WORK TASK: Among the records that follow, count the lines with the string "Yellow"; report only that count.

RECORDS FOR PROCESSING:
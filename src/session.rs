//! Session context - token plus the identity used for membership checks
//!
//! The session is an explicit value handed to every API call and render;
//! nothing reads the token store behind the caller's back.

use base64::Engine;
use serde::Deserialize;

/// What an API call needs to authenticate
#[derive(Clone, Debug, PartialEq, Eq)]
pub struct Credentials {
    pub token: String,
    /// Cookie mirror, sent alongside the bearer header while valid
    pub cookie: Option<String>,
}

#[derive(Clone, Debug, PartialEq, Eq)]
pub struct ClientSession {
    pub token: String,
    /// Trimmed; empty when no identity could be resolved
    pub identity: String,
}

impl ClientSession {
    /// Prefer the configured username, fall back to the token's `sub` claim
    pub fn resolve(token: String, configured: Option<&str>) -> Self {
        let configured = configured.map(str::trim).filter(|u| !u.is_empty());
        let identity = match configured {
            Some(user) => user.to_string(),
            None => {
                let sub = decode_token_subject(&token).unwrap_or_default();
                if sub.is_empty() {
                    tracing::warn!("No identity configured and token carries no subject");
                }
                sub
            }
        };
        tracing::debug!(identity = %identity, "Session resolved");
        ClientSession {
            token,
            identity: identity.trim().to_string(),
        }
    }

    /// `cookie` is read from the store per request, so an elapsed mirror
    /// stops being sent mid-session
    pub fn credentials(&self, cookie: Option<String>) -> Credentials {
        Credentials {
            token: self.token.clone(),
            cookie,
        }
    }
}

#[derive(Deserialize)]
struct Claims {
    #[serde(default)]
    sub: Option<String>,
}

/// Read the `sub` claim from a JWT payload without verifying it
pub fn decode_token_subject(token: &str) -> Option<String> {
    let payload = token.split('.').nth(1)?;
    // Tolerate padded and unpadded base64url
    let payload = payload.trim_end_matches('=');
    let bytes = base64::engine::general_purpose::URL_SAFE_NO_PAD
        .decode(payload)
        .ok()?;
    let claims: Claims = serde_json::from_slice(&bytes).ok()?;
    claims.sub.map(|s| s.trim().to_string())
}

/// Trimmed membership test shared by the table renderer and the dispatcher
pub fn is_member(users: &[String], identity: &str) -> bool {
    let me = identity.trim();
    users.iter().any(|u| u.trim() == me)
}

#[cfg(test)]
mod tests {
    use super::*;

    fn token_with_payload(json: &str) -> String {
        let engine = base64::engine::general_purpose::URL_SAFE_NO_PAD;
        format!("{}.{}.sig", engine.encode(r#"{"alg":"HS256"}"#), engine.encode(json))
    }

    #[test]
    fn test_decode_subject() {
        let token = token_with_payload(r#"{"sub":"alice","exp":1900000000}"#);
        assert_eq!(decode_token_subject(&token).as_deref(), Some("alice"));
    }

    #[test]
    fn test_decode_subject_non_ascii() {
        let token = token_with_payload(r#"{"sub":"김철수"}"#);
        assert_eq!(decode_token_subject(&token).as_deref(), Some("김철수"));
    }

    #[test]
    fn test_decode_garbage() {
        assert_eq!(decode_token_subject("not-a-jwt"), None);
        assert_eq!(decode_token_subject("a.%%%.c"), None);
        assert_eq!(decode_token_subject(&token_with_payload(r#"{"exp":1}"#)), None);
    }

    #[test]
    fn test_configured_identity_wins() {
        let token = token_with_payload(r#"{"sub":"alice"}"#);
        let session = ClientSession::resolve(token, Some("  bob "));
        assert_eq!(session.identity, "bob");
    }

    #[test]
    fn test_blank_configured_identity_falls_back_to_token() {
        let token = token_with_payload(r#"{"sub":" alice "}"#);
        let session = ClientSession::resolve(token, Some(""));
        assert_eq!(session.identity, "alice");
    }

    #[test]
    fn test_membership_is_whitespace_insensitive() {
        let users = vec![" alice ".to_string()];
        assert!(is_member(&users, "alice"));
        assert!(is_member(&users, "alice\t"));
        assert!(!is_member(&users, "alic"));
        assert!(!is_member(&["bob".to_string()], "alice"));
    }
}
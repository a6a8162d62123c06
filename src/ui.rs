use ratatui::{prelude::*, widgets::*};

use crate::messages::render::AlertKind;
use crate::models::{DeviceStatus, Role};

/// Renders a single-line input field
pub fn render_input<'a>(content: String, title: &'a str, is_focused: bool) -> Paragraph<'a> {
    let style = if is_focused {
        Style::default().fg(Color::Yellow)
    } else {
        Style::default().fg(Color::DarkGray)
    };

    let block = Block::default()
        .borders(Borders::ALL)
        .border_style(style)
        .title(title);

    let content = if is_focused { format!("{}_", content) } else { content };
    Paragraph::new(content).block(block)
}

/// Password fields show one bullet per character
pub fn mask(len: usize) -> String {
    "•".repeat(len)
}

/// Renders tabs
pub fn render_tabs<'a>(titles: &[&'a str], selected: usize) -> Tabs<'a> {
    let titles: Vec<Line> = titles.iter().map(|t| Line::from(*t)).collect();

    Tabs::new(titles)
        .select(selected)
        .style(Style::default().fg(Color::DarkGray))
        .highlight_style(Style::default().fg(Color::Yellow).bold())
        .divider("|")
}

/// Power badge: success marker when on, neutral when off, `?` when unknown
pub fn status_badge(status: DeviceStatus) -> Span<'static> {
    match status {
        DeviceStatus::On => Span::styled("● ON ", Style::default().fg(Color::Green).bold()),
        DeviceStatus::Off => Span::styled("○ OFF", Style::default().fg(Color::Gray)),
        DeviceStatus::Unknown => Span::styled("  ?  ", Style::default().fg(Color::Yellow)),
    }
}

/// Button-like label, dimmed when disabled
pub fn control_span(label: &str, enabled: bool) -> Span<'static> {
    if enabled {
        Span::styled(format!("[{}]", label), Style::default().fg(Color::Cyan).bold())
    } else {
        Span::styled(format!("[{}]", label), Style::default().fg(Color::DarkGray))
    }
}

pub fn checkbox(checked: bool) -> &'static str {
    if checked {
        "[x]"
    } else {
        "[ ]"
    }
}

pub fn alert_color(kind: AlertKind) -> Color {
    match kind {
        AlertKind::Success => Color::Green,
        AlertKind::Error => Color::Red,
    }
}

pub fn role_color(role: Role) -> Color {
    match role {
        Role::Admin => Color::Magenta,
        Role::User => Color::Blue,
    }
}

WRITTEN RESPONSE: 3